## Activity
Nothing in the listing below should be skipped, so transcribe it all exactly.
### Input records ###
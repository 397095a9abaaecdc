use uuid::Uuid;

#[derive(Debug, Clone)]
pub struct MaintenanceTeam {
    pub id: Uuid,
    pub team_name: String,
    pub description: String,
    pub member_count: i64,
    pub created_at: chrono::DateTime<chrono::Utc>,
}
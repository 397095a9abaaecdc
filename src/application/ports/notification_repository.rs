use async_trait::async_trait;
use uuid::Uuid;

use crate::application::dto::SortOrder;
use crate::application::dto::notifications::{
    NewNotification, NotificationPatch, NotificationSort,
};
use crate::domain::maintenance::notification::Notification;

/// Reads and writes are keyed by recipient so one user never reaches another's rows.
#[async_trait]
pub trait NotificationRepository: Send + Sync {
    async fn list_for(
        &self,
        recipient_id: Uuid,
        ordering: SortOrder<NotificationSort>,
    ) -> anyhow::Result<Vec<Notification>>;
    async fn get_for(&self, recipient_id: Uuid, id: Uuid) -> anyhow::Result<Option<Notification>>;
    async fn create(&self, notification: &NewNotification) -> anyhow::Result<Notification>;
    async fn update_for(
        &self,
        recipient_id: Uuid,
        id: Uuid,
        patch: &NotificationPatch,
    ) -> anyhow::Result<Option<Notification>>;
    async fn delete_for(&self, recipient_id: Uuid, id: Uuid) -> anyhow::Result<bool>;
}
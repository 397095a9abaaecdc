/// A write collided with a unique constraint on `field`.
#[derive(thiserror::Error, Debug, Clone, PartialEq, Eq)]
#[error("{field} already exists")]
pub struct DuplicateKey {
    pub field: &'static str,
}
###
## Exercise solution
repository 397095a9abaaecdc
use uuid::Uuid;

#[derive(Debug, Clone)]
pub struct MaintenanceTeam {
    pub id: Uuid,
    pub team_name: String,
    pub description: String,
    pub member_count: i64,
    pub created_at: chrono::DateTime<chrono::Utc>,
}
repository 397095a9abaaecdc
filename src/application/ports/notification_repository.rs
use async_trait::async_trait;
use uuid::Uuid;

use crate::application::dto::SortOrder;
use crate::application::dto::notifications::{
    NewNotification, NotificationPatch, NotificationSort,
};
use crate::domain::maintenance::notification::Notification;

/// Reads and writes are keyed by recipient so one user never reaches another's rows.
#[async_trait]
pub trait NotificationRepository: Send + Sync {
    async fn list_for(
        &self,
        recipient_id: Uuid,
        ordering: SortOrder<NotificationSort>,
    ) -> anyhow::Result<Vec<Notification>>;
    async fn get_for(&self, recipient_id: Uuid, id: Uuid) -> anyhow::Result<Option<Notification>>;
    async fn create(&self, notification: &NewNotification) -> anyhow::Result<Notification>;
    async fn update_for(
        &self,
        recipient_id: Uuid,
        id: Uuid,
        patch: &NotificationPatch,
    ) -> anyhow::Result<Option<Notification>>;
    async fn delete_for(&self, recipient_id: Uuid, id: Uuid) -> anyhow::Result<bool>;
}
repository 397095a9abaaecdc
/// A write collided with a unique constraint on `field`.
#[derive(thiserror::Error, Debug, Clone, PartialEq, Eq)]
#[error("{field} already exists")]
pub struct DuplicateKey {
    pub field: &'static str,
}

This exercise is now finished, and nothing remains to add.